* [Aim of the task] Copy out each line of the entries below in which the string "handles" appears.

* [Extracted data entries]
- - - - -

//! AES-256-GCM authenticated encryption.
//!
//! Each call to `encrypt` generates a fresh random 12-byte nonce and
//! prepends it to the ciphertext.  The caller supplies associated data
//! (the entry id) so a ciphertext cannot be moved onto another entry
//! without failing authentication.
//!
//! Layout of the returned byte buffer:
//!   [ 12-byte nonce | ciphertext + 16-byte auth tag ]

use aes_gcm::aead::{Aead, KeyInit, OsRng, Payload};
use aes_gcm::{AeadCore, Aes256Gcm, Nonce};

use crate::errors::{KeycraftError, Result};

/// Size of the AES-256-GCM nonce in bytes.
const NONCE_LEN: usize = 12;

/// Encrypt `plaintext` with a 32-byte `key`, authenticating `aad` alongside.
pub fn encrypt(key: &[u8], plaintext: &[u8], aad: &[u8]) -> Result<Vec<u8>> {
    let cipher = Aes256Gcm::new_from_slice(key)
        .map_err(|e| KeycraftError::EncryptionFailed(format!("invalid key length: {e}")))?;

    let nonce = Aes256Gcm::generate_nonce(&mut OsRng);

    let ciphertext = cipher
        .encrypt(&nonce, Payload { msg: plaintext, aad })
        .map_err(|e| KeycraftError::EncryptionFailed(format!("encryption error: {e}")))?;

    let mut output = Vec::with_capacity(NONCE_LEN + ciphertext.len());
    output.extend_from_slice(&nonce);
    output.extend_from_slice(&ciphertext);
    Ok(output)
}

/// Decrypt data that was produced by `encrypt` with the same `aad`.
pub fn decrypt(key: &[u8], ciphertext_with_nonce: &[u8], aad: &[u8]) -> Result<Vec<u8>> {
    if ciphertext_with_nonce.len() < NONCE_LEN {
        return Err(KeycraftError::DecryptionFailed);
    }

    let (nonce_bytes, ciphertext) = ciphertext_with_nonce.split_at(NONCE_LEN);
    let nonce = Nonce::from_slice(nonce_bytes);

    let cipher = Aes256Gcm::new_from_slice(key).map_err(|_| KeycraftError::DecryptionFailed)?;

    cipher
        .decrypt(nonce, Payload { msg: ciphertext, aad })
        .map_err(|_| KeycraftError::DecryptionFailed)
}
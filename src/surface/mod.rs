//! Command surface — the RPC boundary a presentation layer talks to.
//!
//! Requests arrive as JSON-RPC 2.0, one per line.  The surface decodes
//! params, calls exactly one `CredentialStore` operation, and encodes the
//! result or error.  It holds no state and makes no decisions of its own;
//! `reveal` is the only method whose result contains a raw secret.

pub mod protocol;

use std::io::{BufRead, Write};
use std::path::PathBuf;

use serde::de::DeserializeOwned;
use serde::Deserialize;
use serde_json::{json, Value};

use crate::errors::{KeycraftError, LogError, Result};
use crate::vault::{CredentialStore, EntryFields};

use protocol::{
    Request, Response, INTERNAL_ERROR, INVALID_PARAMS, INVALID_REQUEST, METHOD_NOT_FOUND,
    NOT_FOUND, PERSISTENCE_ERROR, UNAVAILABLE, VALIDATION_ERROR,
};

#[derive(Deserialize)]
struct IdParams {
    id: String,
}

#[derive(Deserialize)]
struct UpdateParams {
    id: String,
    #[serde(flatten)]
    fields: EntryFields,
}

pub struct CommandSurface<'a> {
    store: &'a CredentialStore,
    audit_dir: Option<PathBuf>,
}

impl<'a> CommandSurface<'a> {
    pub fn new(store: &'a CredentialStore) -> Self {
        Self {
            store,
            audit_dir: None,
        }
    }

    /// Record mutations and reveals in the audit log under `dir`.
    pub fn with_audit(mut self, dir: PathBuf) -> Self {
        self.audit_dir = Some(dir);
        self
    }

    /// Answer requests from `reader` until EOF, one response line each.
    /// Blank lines are skipped.
    pub fn serve(&self, reader: impl BufRead, mut writer: impl Write) -> Result<()> {
        for line in reader.lines() {
            let line = line?;
            if line.trim().is_empty() {
                continue;
            }
            let response = self.handle_line(&line);
            let mut out = serde_json::to_string(&response)
                .map_err(|e| KeycraftError::CommandFailed(format!("encode response: {e}")))?;
            out.push('\n');
            writer.write_all(out.as_bytes())?;
            writer.flush()?;
        }
        Ok(())
    }

    /// Parse and dispatch a single request line.
    pub fn handle_line(&self, raw: &str) -> Response {
        let request: Request = match serde_json::from_str(raw) {
            Ok(req) => req,
            Err(e) => return Response::parse_error(format!("Parse error: {e}")),
        };
        if let Err(e) = request.validate() {
            return Response::error(request.id, INVALID_REQUEST, e, None);
        }

        tracing::debug!(method = %request.method, "command received");
        let Request {
            method, params, id, ..
        } = request;

        match method.as_str() {
            "list" => self.list(id),
            "add" => self.add(id, params),
            "update" => self.update(id, params),
            "delete" => self.delete(id, params),
            "reveal" => self.reveal(id, params),
            _ => Response::error(
                id,
                METHOD_NOT_FOUND,
                format!("Unknown method: {method}"),
                None,
            ),
        }
    }

    fn list(&self, id: Value) -> Response {
        match self.store.list() {
            Ok(views) => encode(id, &views),
            Err(e) => error_response(id, &e),
        }
    }

    fn add(&self, id: Value, params: Value) -> Response {
        let fields: EntryFields = match decode(params) {
            Ok(f) => f,
            Err(msg) => return Response::error(id, INVALID_PARAMS, msg, None),
        };
        match self.store.add(fields) {
            Ok(view) => {
                self.audit("add", &view.id);
                encode(id, &view)
            }
            Err(e) => error_response(id, &e),
        }
    }

    fn update(&self, id: Value, params: Value) -> Response {
        let UpdateParams { id: entry_id, fields } = match decode(params) {
            Ok(p) => p,
            Err(msg) => return Response::error(id, INVALID_PARAMS, msg, None),
        };
        match self.store.update(&entry_id, fields) {
            Ok(view) => {
                self.audit("update", &entry_id);
                encode(id, &view)
            }
            Err(e) => error_response(id, &e),
        }
    }

    fn delete(&self, id: Value, params: Value) -> Response {
        let IdParams { id: entry_id } = match decode(params) {
            Ok(p) => p,
            Err(msg) => return Response::error(id, INVALID_PARAMS, msg, None),
        };
        match self.store.delete(&entry_id) {
            Ok(()) => {
                self.audit("delete", &entry_id);
                Response::success(id, Value::Null)
            }
            Err(e) => error_response(id, &e),
        }
    }

    fn reveal(&self, id: Value, params: Value) -> Response {
        let IdParams { id: entry_id } = match decode(params) {
            Ok(p) => p,
            Err(msg) => return Response::error(id, INVALID_PARAMS, msg, None),
        };
        match self.store.reveal(&entry_id) {
            Ok(secret) => {
                self.audit("reveal", &entry_id);
                Response::success(id, json!({ "secret_value": secret.as_str() }))
            }
            Err(e) => error_response(id, &e),
        }
    }

    fn audit(&self, operation: &str, entry_id: &str) {
        if let Some(dir) = &self.audit_dir {
            crate::audit::log_audit(dir, operation, Some(entry_id), Some("command surface"));
        }
    }
}

fn decode<T: DeserializeOwned>(params: Value) -> std::result::Result<T, String> {
    serde_json::from_value(params).map_err(|e| format!("Invalid params: {e}"))
}

fn encode<T: serde::Serialize>(id: Value, value: &T) -> Response {
    match serde_json::to_value(value) {
        Ok(v) => Response::success(id, v),
        Err(e) => Response::error(id, INTERNAL_ERROR, format!("encode result: {e}"), None),
    }
}

/// Map an engine error onto a JSON-RPC error object.
fn error_response(id: Value, err: &KeycraftError) -> Response {
    let (code, data) = match err {
        KeycraftError::Validation { field } => (VALIDATION_ERROR, Some(json!({ "field": field }))),
        KeycraftError::NotFound { id: entry_id } => (NOT_FOUND, Some(json!({ "id": entry_id }))),
        KeycraftError::Persistence(LogError::IoFailure(_)) => {
            (PERSISTENCE_ERROR, Some(json!({ "kind": "io_failure" })))
        }
        KeycraftError::Persistence(LogError::CorruptState(_)) => {
            (PERSISTENCE_ERROR, Some(json!({ "kind": "corrupt_state" })))
        }
        KeycraftError::Unavailable => (UNAVAILABLE, None),
        _ => (INTERNAL_ERROR, None),
    };
    Response::error(id, code, err.to_string(), data)
}
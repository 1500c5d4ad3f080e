//! Binary vault file format and HMAC integrity verification.
//!
//! A `.kcv` file has this layout:
//!
//! ```text
//! [KCFT: 4 bytes][version: 1 byte][header_len: 4 bytes LE][header JSON][entries JSON][HMAC-SHA256: 32 bytes]
//! ```
//!
//! - **Magic** (`KCFT`): identifies the file as a Keycraft vault.
//! - **Version**: format version (currently `1`).
//! - **Header JSON**: serialized `VaultHeader` (salt and KDF cost).
//! - **Entries JSON**: serialized `Vec<StoredEntry>`, secrets encrypted.
//! - **HMAC-SHA256**: tag over header + entries bytes.
//!
//! Everything here works on byte buffers; file I/O lives in `log`.

use chrono::{DateTime, Utc};
use hmac::{Hmac, Mac};
use serde::{Deserialize, Serialize};
use sha2::Sha256;

use crate::crypto::Argon2Params;
use crate::errors::LogError;

/// Magic bytes at the start of every vault file.
const MAGIC: &[u8; 4] = b"KCFT";

/// Current binary format version.
pub const CURRENT_VERSION: u8 = 1;

/// Size of the HMAC tag appended to the file.
const HMAC_LEN: usize = 32;

/// 4 (magic) + 1 (version) + 4 (header_len).
const PREFIX_LEN: usize = 9;

/// Metadata stored at the beginning of a vault file.
#[derive(Debug, Clone, PartialEq, Eq, Serialize, Deserialize)]
pub struct VaultHeader {
    pub version: u8,

    /// Salt for Argon2id (base64 in JSON).
    #[serde(serialize_with = "base64_encode", deserialize_with = "base64_decode")]
    pub salt: Vec<u8>,

    pub argon2_params: Argon2Params,

    /// When this vault file was first created.
    pub created_at: DateTime<Utc>,
}

/// On-disk form of a `CredentialEntry`.
#[derive(Debug, Clone, Serialize, Deserialize)]
pub struct StoredEntry {
    pub id: String,
    pub name: String,
    pub vendor: String,

    /// nonce || AES-256-GCM ciphertext of the secret (base64 in JSON).
    #[serde(serialize_with = "base64_encode", deserialize_with = "base64_decode")]
    pub encrypted_secret: Vec<u8>,

    #[serde(default, skip_serializing_if = "Option::is_none")]
    pub base_url: Option<String>,
    #[serde(default, skip_serializing_if = "Option::is_none")]
    pub doc_url: Option<String>,
    #[serde(default, skip_serializing_if = "Option::is_none")]
    pub code_snippets: Option<String>,
    #[serde(default, skip_serializing_if = "Option::is_none")]
    pub tags: Option<String>,
    #[serde(default, skip_serializing_if = "Option::is_none")]
    pub notes: Option<String>,

    pub created_at: DateTime<Utc>,
    pub updated_at: DateTime<Utc>,
}

/// Sections of a vault file after framing has been checked.
///
/// The raw section bytes are kept so the HMAC is verified over exactly
/// what was written, never over a re-serialization.
pub struct RawVault {
    pub header: VaultHeader,
    pub header_bytes: Vec<u8>,
    pub entries_bytes: Vec<u8>,
    pub stored_hmac: Vec<u8>,
}

impl RawVault {
    /// Verify the HMAC, then deserialize the entries section.
    pub fn verified_entries(&self, hmac_key: &[u8]) -> Result<Vec<StoredEntry>, LogError> {
        verify_hmac(hmac_key, &self.header_bytes, &self.entries_bytes, &self.stored_hmac)?;
        serde_json::from_slice(&self.entries_bytes)
            .map_err(|e| LogError::CorruptState(format!("entries JSON: {e}")))
    }
}

/// Serialize a full vault file into one buffer.
pub fn encode(
    header: &VaultHeader,
    entries: &[StoredEntry],
    hmac_key: &[u8],
) -> Result<Vec<u8>, LogError> {
    let header_bytes = serde_json::to_vec(header)
        .map_err(|e| LogError::IoFailure(format!("serialize header: {e}")))?;
    let entries_bytes = serde_json::to_vec(entries)
        .map_err(|e| LogError::IoFailure(format!("serialize entries: {e}")))?;

    let hmac_tag = compute_hmac(hmac_key, &header_bytes, &entries_bytes)?;

    let header_len = u32::try_from(header_bytes.len()).map_err(|_| {
        LogError::IoFailure(format!(
            "header length {} exceeds u32::MAX",
            header_bytes.len()
        ))
    })?;

    let mut buf =
        Vec::with_capacity(PREFIX_LEN + header_bytes.len() + entries_bytes.len() + HMAC_LEN);
    buf.extend_from_slice(MAGIC);
    buf.push(CURRENT_VERSION);
    buf.extend_from_slice(&header_len.to_le_bytes());
    buf.extend_from_slice(&header_bytes);
    buf.extend_from_slice(&entries_bytes);
    buf.extend_from_slice(&hmac_tag);
    Ok(buf)
}

/// Split a vault file into its sections and parse the header.
///
/// Anything that is not a well-framed version-1 Keycraft file is
/// `CorruptState`.  The entries are not trusted until `verified_entries`.
pub fn decode(data: &[u8]) -> Result<RawVault, LogError> {
    if data.len() < PREFIX_LEN + HMAC_LEN {
        return Err(corrupt("file too small to be a vault"));
    }
    if &data[0..4] != MAGIC {
        return Err(corrupt("missing KCFT magic bytes"));
    }

    let version = data[4];
    if version != CURRENT_VERSION {
        return Err(LogError::CorruptState(format!(
            "unsupported version {version}, expected {CURRENT_VERSION}"
        )));
    }

    let mut len_bytes = [0u8; 4];
    len_bytes.copy_from_slice(&data[5..PREFIX_LEN]);
    let header_len = usize::try_from(u32::from_le_bytes(len_bytes))
        .map_err(|_| corrupt("header length exceeds address space"))?;

    let header_end = PREFIX_LEN
        .checked_add(header_len)
        .filter(|end| end + HMAC_LEN <= data.len())
        .ok_or_else(|| corrupt("header length exceeds file size"))?;

    let header_bytes = data[PREFIX_LEN..header_end].to_vec();
    let entries_end = data.len() - HMAC_LEN;
    let entries_bytes = data[header_end..entries_end].to_vec();
    let stored_hmac = data[entries_end..].to_vec();

    let header: VaultHeader = serde_json::from_slice(&header_bytes)
        .map_err(|e| LogError::CorruptState(format!("header JSON: {e}")))?;
    if header.version != version {
        return Err(corrupt("header version does not match file prefix"));
    }

    Ok(RawVault {
        header,
        header_bytes,
        entries_bytes,
        stored_hmac,
    })
}

fn corrupt(msg: &str) -> LogError {
    LogError::CorruptState(msg.to_string())
}

/// HMAC-SHA256 over header + entries bytes.
pub fn compute_hmac(
    hmac_key: &[u8],
    header_bytes: &[u8],
    entries_bytes: &[u8],
) -> Result<Vec<u8>, LogError> {
    let mut mac = Hmac::<Sha256>::new_from_slice(hmac_key)
        .map_err(|e| LogError::IoFailure(format!("invalid HMAC key: {e}")))?;
    mac.update(header_bytes);
    mac.update(entries_bytes);
    Ok(mac.finalize().into_bytes().to_vec())
}

/// Constant-time HMAC check.
pub fn verify_hmac(
    hmac_key: &[u8],
    header_bytes: &[u8],
    entries_bytes: &[u8],
    expected_hmac: &[u8],
) -> Result<(), LogError> {
    let mut mac = Hmac::<Sha256>::new_from_slice(hmac_key)
        .map_err(|e| LogError::IoFailure(format!("invalid HMAC key: {e}")))?;
    mac.update(header_bytes);
    mac.update(entries_bytes);
    mac.verify_slice(expected_hmac).map_err(|_| {
        corrupt("HMAC verification failed — wrong password or tampered vault file")
    })
}

// ---------------------------------------------------------------------------
// Serde helpers for base64-encoded Vec<u8> fields
// ---------------------------------------------------------------------------

use base64::engine::general_purpose::STANDARD as BASE64;
use base64::Engine;

fn base64_encode<S>(data: &[u8], serializer: S) -> std::result::Result<S::Ok, S::Error>
where
    S: serde::Serializer,
{
    serializer.serialize_str(&BASE64.encode(data))
}

fn base64_decode<'de, D>(deserializer: D) -> std::result::Result<Vec<u8>, D::Error>
where
    D: serde::Deserializer<'de>,
{
    let s = String::deserialize(deserializer)?;
    BASE64.decode(&s).map_err(serde::de::Error::custom)
}
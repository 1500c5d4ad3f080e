//! Integration tests for the credential store engine and its
//! persistence log.

use std::fs;
use std::path::{Path, PathBuf};
use std::sync::Arc;
use std::thread;

use keycraft::crypto::Argon2Params;
use keycraft::errors::{KeycraftError, LogError};
use keycraft::vault::{CredentialStore, EntryFields, PersistenceLog, DEFAULT_IO_TIMEOUT};
use tempfile::TempDir;

const PASSWORD: &[u8] = b"integration-password";

fn fast() -> Argon2Params {
    Argon2Params {
        memory_kib: 8_192,
        iterations: 1,
        parallelism: 1,
    }
}

/// Helper: a fresh vault inside a temp dir.
fn new_vault() -> (TempDir, PathBuf, CredentialStore) {
    let dir = TempDir::new().expect("create temp dir");
    let path = dir.path().join("keys.kcv");
    let log = PersistenceLog::create(&path, PASSWORD, &fast(), DEFAULT_IO_TIMEOUT).expect("create");
    let store = CredentialStore::open(log).expect("load");
    (dir, path, store)
}

fn reopen(path: &Path) -> CredentialStore {
    let log = PersistenceLog::open(path, PASSWORD, DEFAULT_IO_TIMEOUT).expect("open");
    CredentialStore::open(log).expect("load")
}

// ---------------------------------------------------------------------------
// Scenarios
// ---------------------------------------------------------------------------

#[test]
fn add_list_reveal_scenario() {
    let (_dir, _path, store) = new_vault();

    let added = store
        .add(EntryFields::new("Prod", "OpenAI", "sk-ABCDEFGH1234"))
        .unwrap();
    assert_eq!(added.masked_value, "sk-A...1234");
    assert_eq!(added.created_at, added.updated_at);

    let listed = store.list().unwrap();
    assert_eq!(listed.len(), 1);
    assert_eq!(listed[0].id, added.id);
    assert_eq!(listed[0].masked_value, "sk-A...1234");

    assert_eq!(store.reveal(&added.id).unwrap().as_str(), "sk-ABCDEFGH1234");
}

#[test]
fn empty_name_is_rejected_and_nothing_is_stored() {
    let (_dir, path, store) = new_vault();
    let before = fs::read(&path).unwrap();

    let err = store.add(EntryFields::new("", "X", "y")).unwrap_err();
    assert!(matches!(err, KeycraftError::Validation { field: "name" }));
    assert!(store.list().unwrap().is_empty());
    assert_eq!(fs::read(&path).unwrap(), before);
}

#[test]
fn masked_value_never_exposes_long_secrets() {
    let (_dir, _path, store) = new_vault();
    for secret in ["sk-ABCDEFGH1234", "ghp_0123456789abcdefghijklmnop", "ключ-секрет-длинный"] {
        let view = store.add(EntryFields::new("n", "v", secret)).unwrap();
        assert_ne!(view.masked_value, secret);
        assert!(!view.masked_value.contains(secret));
    }
}

#[test]
fn unknown_id_leaves_file_untouched() {
    let (_dir, path, store) = new_vault();
    store.add(EntryFields::new("Prod", "OpenAI", "sk-1")).unwrap();
    let before = fs::read(&path).unwrap();

    let update = store.update("ghost", EntryFields::new("a", "b", "c"));
    let delete = store.delete("ghost");
    assert!(matches!(update, Err(KeycraftError::NotFound { .. })));
    assert!(matches!(delete, Err(KeycraftError::NotFound { .. })));
    assert_eq!(fs::read(&path).unwrap(), before);
}

#[test]
fn committed_state_survives_reload() {
    let (_dir, path, store) = new_vault();
    let mut fields = EntryFields::new("Prod", "Anthropic", "sk-ant-0000000000");
    fields.base_url = Some("https://api.anthropic.com".into());
    fields.tags = Some("llm, prod".into());
    fields.notes = Some("team account".into());
    fields.code_snippets = Some("curl https://api.anthropic.com".into());
    store.add(fields).unwrap();
    let doomed = store.add(EntryFields::new("Old", "OpenAI", "sk-old")).unwrap();
    store.delete(&doomed.id).unwrap();

    let before = store.list().unwrap();
    let reloaded = reopen(&path);
    assert_eq!(reloaded.list().unwrap(), before);
    assert!(matches!(
        reloaded.reveal(&doomed.id),
        Err(KeycraftError::NotFound { .. })
    ));
}

#[test]
fn wrong_password_is_corrupt_state() {
    let (_dir, path, store) = new_vault();
    store.add(EntryFields::new("Prod", "OpenAI", "sk-1")).unwrap();
    drop(store);

    let log = PersistenceLog::open(&path, b"not-the-password", DEFAULT_IO_TIMEOUT).unwrap();
    let err = CredentialStore::open(log).err().expect("load must fail");
    assert!(matches!(
        err,
        KeycraftError::Persistence(LogError::CorruptState(_))
    ));
}

#[test]
fn secrets_never_appear_in_plaintext_on_disk() {
    let (_dir, path, store) = new_vault();
    store
        .add(EntryFields::new("Prod", "OpenAI", "sk-plaintext-canary-42"))
        .unwrap();
    let raw = fs::read(&path).unwrap();
    let needle = b"sk-plaintext-canary-42";
    assert!(!raw.windows(needle.len()).any(|w| w == needle));
}

// ---------------------------------------------------------------------------
// Ordering and concurrency
// ---------------------------------------------------------------------------

#[test]
fn sequential_adds_list_in_insertion_order() {
    let (_dir, _path, store) = new_vault();
    let ids: Vec<String> = (0..10)
        .map(|i| {
            store
                .add(EntryFields::new(&format!("key-{i}"), "Vendor", "sk-1"))
                .unwrap()
                .id
        })
        .collect();

    let listed: Vec<String> = store.list().unwrap().into_iter().map(|v| v.id).collect();
    assert_eq!(listed, ids);
}

#[test]
fn concurrent_adds_are_all_kept() {
    let (_dir, path, store) = new_vault();
    let store = Arc::new(store);

    let handles: Vec<_> = (0..8)
        .map(|i| {
            let store = Arc::clone(&store);
            thread::spawn(move || {
                store
                    .add(EntryFields::new(&format!("worker-{i}"), "Vendor", "sk-concurrent"))
                    .unwrap()
                    .id
            })
        })
        .collect();
    let mut ids: Vec<String> = handles.into_iter().map(|h| h.join().unwrap()).collect();
    ids.sort();
    ids.dedup();
    assert_eq!(ids.len(), 8);

    assert_eq!(store.len().unwrap(), 8);
    assert_eq!(reopen(&path).len().unwrap(), 8);
}

#[test]
fn readers_see_consistent_snapshots_during_writes() {
    let (_dir, _path, store) = new_vault();
    let target = store
        .add(EntryFields::new("Prod", "OpenAI", "sk-one-1111111"))
        .unwrap();

    thread::scope(|s| {
        s.spawn(|| {
            for i in 0..20 {
                let secret = format!("sk-rot-{i:08}");
                store
                    .update(&target.id, EntryFields::new("Prod", "OpenAI", &secret))
                    .unwrap();
            }
        });
        s.spawn(|| {
            for _ in 0..50 {
                let views = store.list().unwrap();
                assert_eq!(views.len(), 1);
                assert!(views[0].updated_at >= views[0].created_at);
            }
        });
    });

    assert_eq!(store.reveal(&target.id).unwrap().as_str(), "sk-rot-00000019");
}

- - - - -

* [Exercise solution]
    let handles: Vec<_> = (0..8)
    let mut ids: Vec<String> = handles.into_iter().map(|h| h.join().unwrap()).collect();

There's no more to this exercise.